Efficient and Microphone-Fault-Tolerant 3D Sound Source Localization
Yiyuan Yang, Shitong Xu, Niki Trigoni, Andrew Markham
TL;DR
The paper tackles 3D sound source localization under resource constraints and uncertain microphone geometry, introducing a tripartite framework that fuses audio and spatial information via sparse cross-attention, pretrained audio encoding, and adaptive coherence weighting. The Acoustic, Coordinate, and Joint streams collaboratively encode, align, and integrate signals to produce accurate source localizations while tolerating faulty microphones. Empirical results on LuViRA datasets show state-of-the-art MAE and accuracy with fewer microphones, and robustness to microphone faults, suggesting strong practical applicability in dynamic environments. With 6.8M parameters and 0.4 s per-inference on an NVIDIA A10, the approach balances performance and efficiency for real-world deployment.
Abstract
Sound source localization (SSL) is a critical technology for determining the position of sound sources in complex environments. However, existing methods face challenges such as high computational costs and precise calibration requirements, limiting their deployment in dynamic or resource-constrained environments.
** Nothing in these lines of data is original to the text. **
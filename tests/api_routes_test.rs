// ABOUTME: End-to-end HTTP tests against a spawned API server
// ABOUTME: Exercises registration, login, session cookies, and the diary endpoints
//
// SPDX-License-Identifier: MIT OR Apache-2.0
// Copyright (c) 2025 CleberFit

#![allow(clippy::unwrap_used, clippy::expect_used, clippy::panic)]
#![allow(missing_docs)]

mod common;

use anyhow::Result;
use reqwest::StatusCode;
use serde_json::{json, Value};

use common::TestServerHandle;

async fn spawn_server() -> Result<TestServerHandle> {
    let resources = common::create_test_resources().await?;
    common::spawn_test_server(resources).await
}

async fn register(client: &reqwest::Client, base: &str, name: &str, email: &str, senha: &str) {
    let response = client
        .post(format!("{base}/api/cadastro"))
        .json(&json!({ "nome": name, "email": email, "senha": senha }))
        .send()
        .await
        .unwrap();
    assert_eq!(response.status(), StatusCode::OK);
    let body: Value = response.json().await.unwrap();
    assert_eq!(body["success"], json!(true));
}

#[tokio::test]
async fn test_register_login_and_wrong_password() {
    let server = spawn_server().await.unwrap();
    let base = server.base_url();
    let client = reqwest::Client::new();

    register(&client, &base, "Ana", "ana@x.com", "s1").await;

    // Correct secret logs in and returns the user info
    let response = client
        .post(format!("{base}/api/login"))
        .json(&json!({ "email": "ana@x.com", "senha": "s1" }))
        .send()
        .await
        .unwrap();
    assert_eq!(response.status(), StatusCode::OK);
    let body: Value = response.json().await.unwrap();
    assert_eq!(body["success"], json!(true));
    assert_eq!(body["user"]["nome"], json!("Ana"));
    assert_eq!(body["user"]["email"], json!("ana@x.com"));

    // Wrong secret is a 401 with success=false
    let response = client
        .post(format!("{base}/api/login"))
        .json(&json!({ "email": "ana@x.com", "senha": "wrong" }))
        .send()
        .await
        .unwrap();
    assert_eq!(response.status(), StatusCode::UNAUTHORIZED);
    let body: Value = response.json().await.unwrap();
    assert_eq!(body["success"], json!(false));
}

#[tokio::test]
async fn test_duplicate_registration_conflicts() {
    let server = spawn_server().await.unwrap();
    let base = server.base_url();
    let client = reqwest::Client::new();

    register(&client, &base, "Ana", "dup@x.com", "s1").await;

    let response = client
        .post(format!("{base}/api/cadastro"))
        .json(&json!({ "nome": "Other", "email": "dup@x.com", "senha": "s2" }))
        .send()
        .await
        .unwrap();
    assert_eq!(response.status(), StatusCode::CONFLICT);
    let body: Value = response.json().await.unwrap();
    assert_eq!(body["success"], json!(false));
}

#[tokio::test]
async fn test_registration_with_missing_fields_is_rejected() {
    let server = spawn_server().await.unwrap();
    let base = server.base_url();
    let client = reqwest::Client::new();

    let response = client
        .post(format!("{base}/api/cadastro"))
        .json(&json!({ "email": "semnome@x.com" }))
        .send()
        .await
        .unwrap();
    assert_eq!(response.status(), StatusCode::BAD_REQUEST);
}

#[tokio::test]
async fn test_routines_via_email_fallback() {
    let server = spawn_server().await.unwrap();
    let base = server.base_url();
    let client = reqwest::Client::new();

    register(&client, &base, "Ana", "ana@x.com", "s1").await;

    // Listing with no session and no email degrades to an empty list
    let empty: Vec<Value> = client
        .get(format!("{base}/api/fichas"))
        .send()
        .await
        .unwrap()
        .json()
        .await
        .unwrap();
    assert!(empty.is_empty());

    // Creation resolves the owner through the email in the body
    let response = client
        .post(format!("{base}/api/fichas"))
        .json(&json!({ "user_email": "ana@x.com", "nome": "Treino A", "dia": "segunda" }))
        .send()
        .await
        .unwrap();
    assert_eq!(response.status(), StatusCode::OK);
    let created: Value = response.json().await.unwrap();
    assert_eq!(created["success"], json!(true));
    let routine_id = created["id"].as_i64().unwrap();

    // Listing with the email fallback sees it, with both weekday spellings
    let listed: Vec<Value> = client
        .get(format!("{base}/api/fichas?email=ana@x.com"))
        .send()
        .await
        .unwrap()
        .json()
        .await
        .unwrap();
    assert_eq!(listed.len(), 1);
    assert_eq!(listed[0]["id"].as_i64(), Some(routine_id));
    assert_eq!(listed[0]["nome"], json!("Treino A"));
    assert_eq!(listed[0]["dia_semana"], json!("segunda"));
    assert_eq!(listed[0]["dia"], json!("segunda"));

    // An unknown email on the write side is a 404
    let response = client
        .post(format!("{base}/api/fichas"))
        .json(&json!({ "user_email": "ghost@x.com", "nome": "Treino X", "dia": "terça" }))
        .send()
        .await
        .unwrap();
    assert_eq!(response.status(), StatusCode::NOT_FOUND);

    // Deleting removes it from the listing
    let response = client
        .delete(format!("{base}/api/fichas/{routine_id}"))
        .send()
        .await
        .unwrap();
    assert_eq!(response.status(), StatusCode::OK);

    let listed: Vec<Value> = client
        .get(format!("{base}/api/fichas?email=ana@x.com"))
        .send()
        .await
        .unwrap()
        .json()
        .await
        .unwrap();
    assert!(listed.is_empty());
}

#[tokio::test]
async fn test_session_cookie_scopes_requests_without_email() {
    let server = spawn_server().await.unwrap();
    let base = server.base_url();
    // Cookie-aware client: login stores the session cookie, later calls send it
    let client = reqwest::Client::builder().cookie_store(true).build().unwrap();

    register(&client, &base, "Ana", "ana@x.com", "s1").await;
    let response = client
        .post(format!("{base}/api/login"))
        .json(&json!({ "email": "ana@x.com", "senha": "s1" }))
        .send()
        .await
        .unwrap();
    assert_eq!(response.status(), StatusCode::OK);

    client
        .post(format!("{base}/api/fichas"))
        .json(&json!({ "user_email": "ana@x.com", "nome": "Treino A", "dia": "segunda" }))
        .send()
        .await
        .unwrap();

    // No ?email needed: the session cookie resolves the identity
    let listed: Vec<Value> = client
        .get(format!("{base}/api/fichas"))
        .send()
        .await
        .unwrap()
        .json()
        .await
        .unwrap();
    assert_eq!(listed.len(), 1);

    // After logout the same request degrades to an empty list
    let response = client
        .post(format!("{base}/api/logout"))
        .send()
        .await
        .unwrap();
    assert_eq!(response.status(), StatusCode::OK);

    let listed: Vec<Value> = client
        .get(format!("{base}/api/fichas"))
        .send()
        .await
        .unwrap()
        .json()
        .await
        .unwrap();
    assert!(listed.is_empty());

    // Logout is idempotent even with no session left
    let response = client
        .get(format!("{base}/api/logout"))
        .send()
        .await
        .unwrap();
    assert_eq!(response.status(), StatusCode::OK);
    let body: Value = response.json().await.unwrap();
    assert_eq!(body["success"], json!(true));
}

#[tokio::test]
async fn test_exercise_and_history_flow() {
    let server = spawn_server().await.unwrap();
    let base = server.base_url();
    let client = reqwest::Client::new();

    register(&client, &base, "Ana", "ana@x.com", "s1").await;
    let created: Value = client
        .post(format!("{base}/api/fichas"))
        .json(&json!({ "user_email": "ana@x.com", "nome": "Treino A", "dia": "segunda" }))
        .send()
        .await
        .unwrap()
        .json()
        .await
        .unwrap();
    let routine_id = created["id"].as_i64().unwrap();

    // Add an exercise to the routine
    let created: Value = client
        .post(format!("{base}/api/exercicios"))
        .json(&json!({ "ficha_id": routine_id, "nome": "Supino reto", "grupo": "Peito" }))
        .send()
        .await
        .unwrap()
        .json()
        .await
        .unwrap();
    assert_eq!(created["success"], json!(true));
    let exercise_id = created["id"].as_i64().unwrap();

    // Update its notes and superset flag
    let response = client
        .put(format!("{base}/api/exercicios/{exercise_id}"))
        .json(&json!({ "notes": "banco no furo 4", "is_biset": true }))
        .send()
        .await
        .unwrap();
    assert_eq!(response.status(), StatusCode::OK);

    let listed: Vec<Value> = client
        .get(format!("{base}/api/exercicios?ficha_id={routine_id}"))
        .send()
        .await
        .unwrap()
        .json()
        .await
        .unwrap();
    assert_eq!(listed.len(), 1);
    assert_eq!(listed[0]["nome_exercicio"], json!("Supino reto"));
    assert_eq!(listed[0]["grupo_muscular"], json!("Peito"));
    assert_eq!(listed[0]["setup_notes"], json!("banco no furo 4"));
    assert_eq!(listed[0]["is_biset"], json!(true));

    // Record two sets and read them back per exercise, newest date first
    for (peso, reps, data) in [(60.0, 10, "2025-03-10"), (62.5, 8, "2025-03-12")] {
        let response = client
            .post(format!("{base}/api/historico"))
            .json(&json!({
                "ficha_exercicio_id": exercise_id,
                "peso": peso,
                "reps": reps,
                "tipo": "working",
                "data_registro": data,
            }))
            .send()
            .await
            .unwrap();
        assert_eq!(response.status(), StatusCode::OK);
    }

    let history: Vec<Value> = client
        .get(format!("{base}/api/historico?exercicio_id={exercise_id}"))
        .send()
        .await
        .unwrap()
        .json()
        .await
        .unwrap();
    assert_eq!(history.len(), 2);
    assert_eq!(history[0]["data_registro"], json!("2025-03-12"));
    assert_eq!(history[0]["peso"].as_f64(), Some(62.5));
    assert_eq!(history[0]["repeticoes"].as_i64(), Some(8));
    assert_eq!(history[0]["tipo_serie"], json!("working"));

    // Per-user history carries the exercise name for the heatmap
    let history: Vec<Value> = client
        .get(format!("{base}/api/historico?email=ana@x.com"))
        .send()
        .await
        .unwrap()
        .json()
        .await
        .unwrap();
    assert_eq!(history.len(), 2);
    assert_eq!(history[0]["nome_exercicio"], json!("Supino reto"));

    // No identity at all degrades to an empty history
    let history: Vec<Value> = client
        .get(format!("{base}/api/historico"))
        .send()
        .await
        .unwrap()
        .json()
        .await
        .unwrap();
    assert!(history.is_empty());

    // Deleting the exercise removes it from the listing
    let response = client
        .delete(format!("{base}/api/exercicios/{exercise_id}"))
        .send()
        .await
        .unwrap();
    assert_eq!(response.status(), StatusCode::OK);

    let listed: Vec<Value> = client
        .get(format!("{base}/api/exercicios?ficha_id={routine_id}"))
        .send()
        .await
        .unwrap()
        .json()
        .await
        .unwrap();
    assert!(listed.is_empty());
}

#[tokio::test]
async fn test_weight_log_round_trip() {
    let server = spawn_server().await.unwrap();
    let base = server.base_url();
    let client = reqwest::Client::new();

    register(&client, &base, "Ana", "ana@x.com", "s1").await;

    for (weight, data) in [(71.2, "2025-02-01"), (70.4, "2025-03-01")] {
        let response = client
            .post(format!("{base}/api/peso"))
            .json(&json!({ "user_email": "ana@x.com", "weight": weight, "date": data }))
            .send()
            .await
            .unwrap();
        assert_eq!(response.status(), StatusCode::OK);
    }

    // Chart format: chronological {weight, date} pairs
    let entries: Vec<Value> = client
        .get(format!("{base}/api/peso?email=ana@x.com"))
        .send()
        .await
        .unwrap()
        .json()
        .await
        .unwrap();
    assert_eq!(entries.len(), 2);
    assert_eq!(entries[0]["date"], json!("2025-02-01"));
    assert_eq!(entries[0]["weight"].as_f64(), Some(71.2));
    assert_eq!(entries[1]["date"], json!("2025-03-01"));

    // Unknown email degrades to an empty list on the read side
    let entries: Vec<Value> = client
        .get(format!("{base}/api/peso?email=ghost@x.com"))
        .send()
        .await
        .unwrap()
        .json()
        .await
        .unwrap();
    assert!(entries.is_empty());

    // But is a 404 on the write side
    let response = client
        .post(format!("{base}/api/peso"))
        .json(&json!({ "user_email": "ghost@x.com", "weight": 70.0, "date": "2025-03-02" }))
        .send()
        .await
        .unwrap();
    assert_eq!(response.status(), StatusCode::NOT_FOUND);
}

#[tokio::test]
async fn test_library_and_health_endpoints() {
    let server = spawn_server().await.unwrap();
    let base = server.base_url();
    let client = reqwest::Client::new();

    let response = client
        .get(format!("{base}/api/biblioteca"))
        .send()
        .await
        .unwrap();
    assert_eq!(response.status(), StatusCode::OK);
    let library: Vec<Value> = response.json().await.unwrap();
    assert!(library.is_empty());

    let response = client.get(format!("{base}/api/health")).send().await.unwrap();
    assert_eq!(response.status(), StatusCode::OK);
    let body: Value = response.json().await.unwrap();
    assert_eq!(body["status"], json!("ok"));
}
This paper introduces a novel 3D SSL framework, which uses sparse cross-attention, pretraining, and adaptive signal coherence metrics, to achieve accurate and computationally efficient localization with fewer input microphones. The framework is also fault-tolerant to unreliable or even unknown microphone position inputs, ensuring its applicability in real-world scenarios. Preliminary experiments demonstrate its scalability for multi-source localization without requiring additional hardware. This work advances SSL by balancing the model's performance and efficiency and improving its robustness for real-world scenarios.